Work instruction —
The required output is every line from the beginning of the entries below through the line that includes "fn from(rejection: JsonRejection)", copied exactly.

===

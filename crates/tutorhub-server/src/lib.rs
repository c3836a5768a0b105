//! Production wiring for tutorhub: configuration, the CAS identity verifier,
//! and the webhook notifier used by the `server` binary.

pub mod cas;
pub mod settings;
pub mod webhook;

pub use settings::ServerConfig;
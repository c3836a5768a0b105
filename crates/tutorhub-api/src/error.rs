//! API error type and [`axum::response::IntoResponse`] implementation.

use axum::{
  Json,
  extract::rejection::{JsonRejection, PathRejection, QueryRejection},
  http::StatusCode,
  response::{IntoResponse, Response},
};
use serde_json::json;
use thiserror::Error;
use tracing::error;
use tutorhub_core::Error;

/// An error returned by an API handler.
///
/// Wraps the core taxonomy; the category decides the status code.
#[derive(Debug, Error)]
#[error(transparent)]
pub struct ApiError(#[from] pub Error);

impl ApiError {
  pub fn status(&self) -> StatusCode {
    match &self.0 {
      Error::Validation(_) => StatusCode::BAD_REQUEST,
      Error::Authentication(_) => StatusCode::UNAUTHORIZED,
      Error::Authorization(_) => StatusCode::FORBIDDEN,
      Error::NotFound(_) => StatusCode::NOT_FOUND,
      Error::Conflict(_) => StatusCode::CONFLICT,
      Error::Repository(_) | Error::Serialization(_) => {
        StatusCode::INTERNAL_SERVER_ERROR
      }
    }
  }
}

// Extractor rejections are client mistakes; they render through the same
// `{"error","message"}` body as every other failure.

impl From<JsonRejection> for ApiError {
  fn from(rejection: JsonRejection) -> Self {
    Self(Error::Validation(rejection.body_text()))
  }
}

impl From<PathRejection> for ApiError {
  fn from(rejection: PathRejection) -> Self {
    Self(Error::Validation(rejection.body_text()))
  }
}

impl From<QueryRejection> for ApiError {
  fn from(rejection: QueryRejection) -> Self {
    Self(Error::Validation(rejection.body_text()))
  }
}

impl IntoResponse for ApiError {
  fn into_response(self) -> Response {
    let status = self.status();
    let message = if status.is_server_error() {
      error!("request failed: {:#}", self.0);
      "An internal error has occurred.".to_owned()
    } else {
      self.0.to_string()
    };

    let body = json!({ "error": self.0.category(), "message": message });
    (status, Json(body)).into_response()
  }
}
//! CAS 2.0 identity verifier.
//!
//! Login sends the browser to `{base}/login?service={callback}`. The ticket
//! the provider hands back is checked with `{base}/serviceValidate`, whose
//! XML body is parsed here.

use std::{collections::HashMap, time::Duration};

use quick_xml::events::Event;
use reqwest::{Client, Url};
use thiserror::Error;
use tracing::debug;
use tutorhub_core::identity::{Identity, IdentityVerifier};

#[derive(Debug, Error)]
pub enum CasError {
  #[error("invalid CAS url: {0}")]
  Url(String),

  #[error("CAS request failed: {0}")]
  Http(#[from] reqwest::Error),

  #[error("malformed CAS response: {0}")]
  Xml(String),

  #[error("CAS rejected ticket ({code}): {message}")]
  Rejected { code: String, message: String },

  #[error("CAS response is missing `{0}`")]
  MissingAttribute(&'static str),

  #[error("CAS npm is not numeric: {0:?}")]
  InvalidNpm(String),
}

/// The fields of a successful `serviceValidate` response that tutorhub uses.
#[derive(Debug, Clone, Default, PartialEq, Eq)]
pub struct CasSuccess {
  pub user:   String,
  pub nama:   Option<String>,
  pub npm:    Option<String>,
  pub kd_org: Option<String>,
}

// ─── Verifier ────────────────────────────────────────────────────────────────

pub struct CasVerifier {
  client:        Client,
  login:         Url,
  logout:        Url,
  validate:      Url,
  org_faculties: HashMap<String, String>,
}

impl CasVerifier {
  /// `base_url` is the CAS root (e.g. `https://sso.ui.ac.id/cas2`);
  /// `service_url` is this server's callback.
  pub fn new(
    base_url: &str,
    service_url: &str,
    org_faculties: HashMap<String, String>,
  ) -> Result<Self, CasError> {
    let base = base_url.trim_end_matches('/');
    let service = [("service", service_url)];

    let login = Url::parse_with_params(&format!("{base}/login"), &service)
      .map_err(|e| CasError::Url(e.to_string()))?;
    let validate =
      Url::parse_with_params(&format!("{base}/serviceValidate"), &service)
        .map_err(|e| CasError::Url(e.to_string()))?;
    let logout = Url::parse(&format!("{base}/logout"))
      .map_err(|e| CasError::Url(e.to_string()))?;

    let client = Client::builder().timeout(Duration::from_secs(15)).build()?;

    Ok(Self { client, login, logout, validate, org_faculties })
  }

  fn identity(&self, success: CasSuccess) -> Result<Identity, CasError> {
    let npm = success.npm.ok_or(CasError::MissingAttribute("npm"))?;
    let npm = npm
      .trim()
      .parse::<i64>()
      .map_err(|_| CasError::InvalidNpm(npm.clone()))?;

    let faculty = success
      .kd_org
      .as_ref()
      .and_then(|code| self.org_faculties.get(code))
      .cloned();

    Ok(Identity {
      npm,
      username: success.user,
      name: success.nama.unwrap_or_default(),
      org_code: success.kd_org,
      faculty,
    })
  }
}

impl IdentityVerifier for CasVerifier {
  type Error = CasError;

  fn login_url(&self) -> String { self.login.to_string() }

  fn logout_url(&self, redirect: Option<&str>) -> String {
    let mut url = self.logout.clone();
    if let Some(redirect) = redirect {
      url.query_pairs_mut().append_pair("url", redirect);
    }
    url.to_string()
  }

  async fn verify(&self, ticket: &str) -> Result<Identity, CasError> {
    let body = self
      .client
      .get(self.validate.clone())
      .query(&[("ticket", ticket)])
      .send()
      .await?
      .error_for_status()?
      .text()
      .await?;

    let success = parse_service_response(&body)?;
    debug!(user = %success.user, "CAS ticket validated");
    self.identity(success)
  }
}

// ─── Response parsing ────────────────────────────────────────────────────────

/// Parse a CAS 2.0 `serviceResponse` document.
pub fn parse_service_response(xml: &str) -> Result<CasSuccess, CasError> {
  let mut reader = quick_xml::Reader::from_str(xml);
  reader.config_mut().trim_text(true);

  let mut path: Vec<String> = Vec::new();
  let mut success: Option<CasSuccess> = None;
  let mut failure: Option<(String, String)> = None;

  loop {
    match reader.read_event() {
      Ok(Event::Start(ref e)) => {
        let name = local_name(e.name().as_ref());
        match name.as_str() {
          "authenticationSuccess" => success = Some(CasSuccess::default()),
          "authenticationFailure" => {
            let code = e
              .attributes()
              .flatten()
              .find(|a| local_name(a.key.as_ref()) == "code")
              .map(|a| String::from_utf8_lossy(&a.value).into_owned())
              .unwrap_or_default();
            failure = Some((code, String::new()));
          }
          _ => {}
        }
        path.push(name);
      }
      Ok(Event::Empty(ref e)) => {
        if local_name(e.name().as_ref()) == "authenticationFailure" {
          failure = Some((String::new(), String::new()));
        }
      }
      Ok(Event::Text(ref e)) => {
        let text = e
          .unescape()
          .map_err(|e| CasError::Xml(e.to_string()))?
          .into_owned();
        let in_attributes = path.iter().any(|p| p == "attributes");

        match (path.last().map(String::as_str), success.as_mut()) {
          (Some("user"), Some(s)) if !in_attributes => s.user = text,
          (Some("nama"), Some(s)) if in_attributes => s.nama = Some(text),
          (Some("npm"), Some(s)) if in_attributes => s.npm = Some(text),
          (Some("kd_org"), Some(s)) if in_attributes => s.kd_org = Some(text),
          (Some("authenticationFailure"), _) => {
            if let Some((_, message)) = failure.as_mut() {
              message.push_str(&text);
            }
          }
          _ => {}
        }
      }
      Ok(Event::End(_)) => {
        path.pop();
      }
      Ok(Event::Eof) => break,
      Err(e) => return Err(CasError::Xml(e.to_string())),
      _ => {}
    }
  }

  if let Some((code, message)) = failure {
    return Err(CasError::Rejected { code, message });
  }
  let success =
    success.ok_or_else(|| CasError::Xml("no authentication result".into()))?;
  if success.user.is_empty() {
    return Err(CasError::MissingAttribute("user"));
  }
  Ok(success)
}

fn local_name(name: &[u8]) -> String {
  let local = match name.iter().rposition(|&b| b == b':') {
    Some(pos) => &name[pos + 1..],
    None => name,
  };
  String::from_utf8_lossy(local).into_owned()
}
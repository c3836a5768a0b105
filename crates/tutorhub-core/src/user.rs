//! Users and the per-request principal.

use std::collections::HashSet;

use serde::{Deserialize, Serialize};
use uuid::Uuid;

/// A member of the university community, keyed by the numeric identifier the
/// identity provider assigns (the student number, `npm`).
#[derive(Debug, Clone, PartialEq, Eq, Serialize, Deserialize)]
pub struct User {
  pub npm:      i64,
  pub username: String,
  /// Display name; empty until the first login completes.
  pub name:     String,
  pub is_admin: bool,
}

/// A resolved caller: the live user record plus the membership sets needed
/// for authorization checks.
#[derive(Debug, Clone)]
pub struct Principal {
  pub user:     User,
  /// Courses this user teaches.
  pub taught:   HashSet<Uuid>,
  /// Courses this user is enrolled in as a student.
  pub enrolled: HashSet<Uuid>,
}

impl Principal {
  pub fn new(user: User) -> Self {
    Self { user, taught: HashSet::new(), enrolled: HashSet::new() }
  }

  pub fn npm(&self) -> i64 { self.user.npm }

  pub fn is_admin(&self) -> bool { self.user.is_admin }

  pub fn teaches(&self, course_id: Uuid) -> bool {
    self.taught.contains(&course_id)
  }

  pub fn attends(&self, course_id: Uuid) -> bool {
    self.enrolled.contains(&course_id)
  }

  /// Whether projections should mark `course_id` as enrolled for this caller.
  /// Admins see every course as enrolled.
  pub fn sees_enrolled(&self, course_id: Uuid) -> bool {
    self.attends(course_id) || self.is_admin()
  }
}
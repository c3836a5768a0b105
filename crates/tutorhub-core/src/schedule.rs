//! Course start times.
//!
//! Every schedule is anchored to a single local timezone (UTC+7). Submitted
//! wall-clock times are interpreted in that zone whatever offset the client
//! attached, and projections render them back in it.

use chrono::{
  DateTime, FixedOffset, NaiveDate, NaiveDateTime, SubsecRound as _, TimeDelta,
  TimeZone, Utc,
};

use crate::{Error, Result};

pub const LOCAL_OFFSET_SECS: i32 = 7 * 3600;

/// How far ahead a course may be scheduled.
pub const MAX_LEAD_DAYS: i64 = 28;

const RENDER_FORMAT: &str = "%Y-%m-%dT%H:%M:%S";

const NAIVE_FORMATS: [&str; 4] = [
  "%Y-%m-%dT%H:%M:%S%.f",
  "%Y-%m-%dT%H:%M",
  "%Y-%m-%d %H:%M:%S%.f",
  "%Y-%m-%d %H:%M",
];

pub fn local_offset() -> FixedOffset {
  FixedOffset::east_opt(LOCAL_OFFSET_SECS).expect("UTC+7 is a valid offset")
}

/// Parse a submitted date-time, discarding any offset and reading the
/// wall-clock part as local time.
///
/// Fractions of a second are dropped so that a parsed time always equals the
/// parse of its own [`render_local`] output.
pub fn parse_local(input: &str) -> Result<DateTime<Utc>> {
  let input = input.trim();
  let naive = DateTime::parse_from_rfc3339(input)
    .map(|dt| dt.naive_local())
    .ok()
    .or_else(|| {
      NAIVE_FORMATS
        .iter()
        .find_map(|fmt| NaiveDateTime::parse_from_str(input, fmt).ok())
    })
    .or_else(|| {
      NaiveDate::parse_from_str(input, "%Y-%m-%d")
        .ok()
        .and_then(|d| d.and_hms_opt(0, 0, 0))
    })
    .ok_or_else(|| {
      Error::Validation(format!("Cannot parse date and time {input:?}."))
    })?
    .trunc_subsecs(0);

  local_offset()
    .from_local_datetime(&naive)
    .single()
    .map(|dt| dt.with_timezone(&Utc))
    .ok_or_else(|| Error::Validation(format!("Ambiguous local time {input:?}.")))
}

/// Render a start time as local wall-clock text.
pub fn render_local(at: DateTime<Utc>) -> String {
  at.with_timezone(&local_offset()).format(RENDER_FORMAT).to_string()
}

/// Check that `at` lies within `[now, now + MAX_LEAD_DAYS]`, both ends
/// inclusive.
pub fn check_window(at: DateTime<Utc>, now: DateTime<Utc>) -> Result<()> {
  if at < now {
    return Err(Error::Validation(
      "You cannot pick date and time that happens in the past.".into(),
    ));
  }
  if at - now > TimeDelta::days(MAX_LEAD_DAYS) {
    return Err(Error::Validation(format!(
      "Date and Time must be between now and {MAX_LEAD_DAYS} days from now."
    )));
  }
  Ok(())
}
//! Courses: the persisted record, the validated field set, and the raw
//! payload submitted by clients.

use chrono::{DateTime, Utc};
use serde::{Deserialize, Serialize};
use uuid::Uuid;

use crate::{
  Error, Result, link::is_meeting_link, schedule::parse_local,
  subject::Subject, user::User,
};

pub const MAX_NAME_LEN: usize = 100;

// ─── Course ──────────────────────────────────────────────────────────────────

/// A scheduled teaching session as loaded from the repository, with its
/// teacher resolved and its enrollment counted.
#[derive(Debug, Clone, PartialEq, Eq)]
pub struct Course {
  pub id:             Uuid,
  pub name:           String,
  pub subject:        Subject,
  pub scheduled_at:   DateTime<Utc>,
  pub meeting_link:   Option<String>,
  /// `None` means unlimited.
  pub capacity:       Option<u32>,
  pub notes:          Option<String>,
  pub notes_short:    Option<String>,
  pub hidden:         bool,
  pub teacher:        User,
  pub students_count: u32,
}

impl Course {
  pub fn is_taught_by(&self, npm: i64) -> bool { self.teacher.npm == npm }

  pub fn is_full(&self) -> bool {
    self.capacity.is_some_and(|cap| self.students_count >= cap)
  }
}

// ─── CourseFields ────────────────────────────────────────────────────────────

/// The mutable fields of a course after validation and normalisation.
///
/// Produced by [`CourseInput::into_fields`]; the time-window rules are
/// applied separately by the engine because they depend on `now` and, for
/// updates, on the stored value.
#[derive(Debug, Clone, PartialEq, Eq)]
pub struct CourseFields {
  pub name:         String,
  pub subject:      Subject,
  pub scheduled_at: DateTime<Utc>,
  pub meeting_link: Option<String>,
  pub capacity:     Option<u32>,
  pub notes:        Option<String>,
  pub notes_short:  Option<String>,
  pub hidden:       bool,
}

// ─── CourseInput ─────────────────────────────────────────────────────────────

/// The body accepted by both create and update.
#[derive(Debug, Clone, Default, Serialize, Deserialize)]
pub struct CourseInput {
  pub name:         String,
  #[serde(alias = "matkul")]
  pub subject:      String,
  /// Local wall-clock time; any offset is ignored.
  #[serde(alias = "datetime")]
  pub scheduled_at: String,
  #[serde(default, alias = "students_limit")]
  pub capacity:     Option<i64>,
  #[serde(default)]
  pub notes:        Option<String>,
  #[serde(default, alias = "meeting_link")]
  pub link:         Option<String>,
  #[serde(default)]
  pub notes_short:  Option<String>,
  #[serde(default)]
  pub hidden:       bool,
}

impl CourseInput {
  /// Validate shapes and normalise optional fields.
  pub fn into_fields(self) -> Result<CourseFields> {
    let name = self.name.trim().to_owned();
    if name.is_empty() {
      return Err(Error::Validation("Course name cannot be empty.".into()));
    }
    if name.chars().count() > MAX_NAME_LEN {
      return Err(Error::Validation(format!(
        "Course name must be at most {MAX_NAME_LEN} characters."
      )));
    }

    let subject = self.subject.parse::<Subject>()?;
    let scheduled_at = parse_local(&self.scheduled_at)?;

    let meeting_link = non_empty(self.link);
    if let Some(link) = &meeting_link
      && !is_meeting_link(link)
    {
      return Err(Error::Validation("Invalid Meet/Zoom URL.".into()));
    }

    Ok(CourseFields {
      name,
      subject,
      scheduled_at,
      meeting_link,
      capacity: normalize_capacity(self.capacity),
      notes: non_empty(self.notes),
      notes_short: non_empty(self.notes_short),
      hidden: self.hidden,
    })
  }
}

/// Absent or non-positive capacities mean "unlimited".
pub fn normalize_capacity(capacity: Option<i64>) -> Option<u32> {
  match capacity {
    Some(n) if n > 0 => Some(u32::try_from(n).unwrap_or(u32::MAX)),
    _ => None,
  }
}

fn non_empty(value: Option<String>) -> Option<String> {
  value
    .map(|s| s.trim().to_owned())
    .filter(|s| !s.is_empty())
}
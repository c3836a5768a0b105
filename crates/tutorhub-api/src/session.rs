//! Signed session tokens.
//!
//! A token is an HS256 JWT whose claims name the user and carry an `exp`.
//! Tokens travel in the [`SESSION_COOKIE`] cookie.

use chrono::{DateTime, Duration, Utc};
use jsonwebtoken::{
  Algorithm, DecodingKey, EncodingKey, Header, Validation, errors::ErrorKind,
};
use serde::{Deserialize, Serialize};
use thiserror::Error;

pub const SESSION_COOKIE: &str = "access-token";

/// Shortest accepted signing secret, in bytes.
pub const MIN_SECRET_LEN: usize = 32;

/// What a session token asserts.
#[derive(Debug, Clone, PartialEq, Eq, Serialize, Deserialize)]
pub struct Claims {
  pub npm:      i64,
  pub username: String,
  /// Expiry as a Unix timestamp in seconds.
  pub exp:      i64,
}

#[derive(Debug, Error)]
pub enum SessionError {
  #[error("signing secret must be at least {MIN_SECRET_LEN} bytes")]
  WeakSecret,

  #[error("malformed session token")]
  Malformed,

  #[error("session token signature mismatch")]
  BadSignature,

  #[error("session token expired")]
  Expired,

  #[error("failed to sign session token: {0}")]
  Sign(#[source] jsonwebtoken::errors::Error),
}

/// Mints and verifies session tokens with one secret.
#[derive(Clone)]
pub struct SessionKeys {
  encoding:   EncodingKey,
  decoding:   DecodingKey,
  validation: Validation,
  ttl:        Duration,
}

impl SessionKeys {
  pub fn new(secret: &[u8], ttl: Duration) -> Result<Self, SessionError> {
    if secret.len() < MIN_SECRET_LEN {
      return Err(SessionError::WeakSecret);
    }

    let mut validation = Validation::new(Algorithm::HS256);
    validation.leeway = 0;
    validation.set_required_spec_claims(&["exp"]);

    Ok(Self {
      encoding: EncodingKey::from_secret(secret),
      decoding: DecodingKey::from_secret(secret),
      validation,
      ttl,
    })
  }

  pub fn ttl(&self) -> Duration { self.ttl }

  pub fn mint(&self, npm: i64, username: &str) -> Result<String, SessionError> {
    self.mint_at(npm, username, Utc::now())
  }

  /// Mint a token as if issued at `issued`.
  pub fn mint_at(
    &self,
    npm: i64,
    username: &str,
    issued: DateTime<Utc>,
  ) -> Result<String, SessionError> {
    let claims = Claims {
      npm,
      username: username.to_owned(),
      exp: (issued + self.ttl).timestamp(),
    };
    jsonwebtoken::encode(&Header::new(Algorithm::HS256), &claims, &self.encoding)
      .map_err(SessionError::Sign)
  }

  pub fn verify(&self, token: &str) -> Result<Claims, SessionError> {
    jsonwebtoken::decode::<Claims>(token, &self.decoding, &self.validation)
      .map(|data| data.claims)
      .map_err(|e| match e.kind() {
        ErrorKind::ExpiredSignature => SessionError::Expired,
        ErrorKind::InvalidSignature => SessionError::BadSignature,
        _ => SessionError::Malformed,
      })
  }
}
//! Caller-aware projections of a course for API responses.

use serde::{Deserialize, Serialize};

use crate::{
  course::Course, schedule::render_local, user::{Principal, User},
};

/// The summary shown in listings.
#[derive(Debug, Clone, PartialEq, Eq, Serialize, Deserialize)]
pub struct CourseView {
  pub id:             String,
  pub name:           String,
  /// Subject label, e.g. `"MatDis"`.
  pub subject:        String,
  /// Local wall-clock start time, `YYYY-MM-DDTHH:MM:SS`.
  pub scheduled_at:   String,
  pub teacher:        String,
  pub teacher_npm:    i64,
  pub students_count: u32,
  pub capacity:       Option<u32>,
  pub is_enrolled:    bool,
}

impl CourseView {
  pub fn project(course: &Course, caller: &Principal) -> Self {
    Self {
      id:             course.id.to_string(),
      name:           course.name.clone(),
      subject:        course.subject.label().to_owned(),
      scheduled_at:   render_local(course.scheduled_at),
      teacher:        course.teacher.name.clone(),
      teacher_npm:    course.teacher.npm,
      students_count: course.students_count,
      capacity:       course.capacity,
      is_enrolled:    caller.sees_enrolled(course.id),
    }
  }
}

/// The full view served by the detail endpoint.
///
/// This is also the cached payload; `is_enrolled` is rewritten for every
/// caller on the way out.
#[derive(Debug, Clone, PartialEq, Eq, Serialize, Deserialize)]
pub struct CourseDetail {
  #[serde(flatten)]
  pub summary:      CourseView,
  pub meeting_link: Option<String>,
  pub notes:        Option<String>,
  pub notes_short:  Option<String>,
  pub hidden:       bool,
  /// Display names of enrolled students.
  pub students:     Vec<String>,
}

impl CourseDetail {
  /// Project `course` with its loaded student list. The count comes from the
  /// list rather than the stored aggregate.
  pub fn project(course: &Course, students: &[User], caller: &Principal) -> Self {
    let mut summary = CourseView::project(course, caller);
    summary.students_count = u32::try_from(students.len()).unwrap_or(u32::MAX);
    summary.is_enrolled = caller.is_admin()
      || students.iter().any(|s| s.npm == caller.npm());

    Self {
      summary,
      meeting_link: course.meeting_link.clone(),
      notes:        course.notes.clone(),
      notes_short:  course.notes_short.clone(),
      hidden:       course.hidden,
      students:     students.iter().map(|s| s.name.clone()).collect(),
    }
  }

  pub fn for_caller(mut self, caller: &Principal) -> Self {
    let id = self.summary.id.parse::<uuid::Uuid>().ok();
    self.summary.is_enrolled =
      caller.is_admin() || id.is_some_and(|id| caller.attends(id));
    self
  }
}
#[tokio::test]
async fn logout_clears_cookie_and_reports_provider_logout() {
  let state = app_state(None).await;
  let tia = log_in(&state, "ticket-tia").await;

  let resp = send(&state, "GET", "/auth/logout", Some(&tia), None).await;
  assert_eq!(resp.status(), StatusCode::OK);
  let set_cookie = resp.headers().get(header::SET_COOKIE).unwrap().to_str().unwrap();
  assert!(set_cookie.starts_with("access-token=;"), "{set_cookie}");

  let body = json_body(resp).await;
  assert_eq!(body["message"], "Logged out.");
  assert_eq!(body["sso_logout_url"], "https://sso.test/logout?url=/app");
}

===

Expected answer —
filename crates/tutorhub-server/src/lib.rs
repository c3836a5768a0b105
//! Production wiring for tutorhub: configuration, the CAS identity verifier,
//! and the webhook notifier used by the `server` binary.

pub mod cas;
pub mod settings;
pub mod webhook;

pub use settings::ServerConfig;
repository c3836a5768a0b105
filename crates/tutorhub-api/src/error.rs
//! API error type and [`axum::response::IntoResponse`] implementation.

use axum::{
  Json,
  extract::rejection::{JsonRejection, PathRejection, QueryRejection},
  http::StatusCode,
  response::{IntoResponse, Response},
};
use serde_json::json;
use thiserror::Error;
use tracing::error;
use tutorhub_core::Error;

/// An error returned by an API handler.
///
/// Wraps the core taxonomy; the category decides the status code.
#[derive(Debug, Error)]
#[error(transparent)]
pub struct ApiError(#[from] pub Error);

impl ApiError {
  pub fn status(&self) -> StatusCode {
    match &self.0 {
      Error::Validation(_) => StatusCode::BAD_REQUEST,
      Error::Authentication(_) => StatusCode::UNAUTHORIZED,
      Error::Authorization(_) => StatusCode::FORBIDDEN,
      Error::NotFound(_) => StatusCode::NOT_FOUND,
      Error::Conflict(_) => StatusCode::CONFLICT,
      Error::Repository(_) | Error::Serialization(_) => {
        StatusCode::INTERNAL_SERVER_ERROR
      }
    }
  }
}

// Extractor rejections are client mistakes; they render through the same
// `{"error","message"}` body as every other failure.

impl From<JsonRejection> for ApiError {
  fn from(rejection: JsonRejection) -> Self {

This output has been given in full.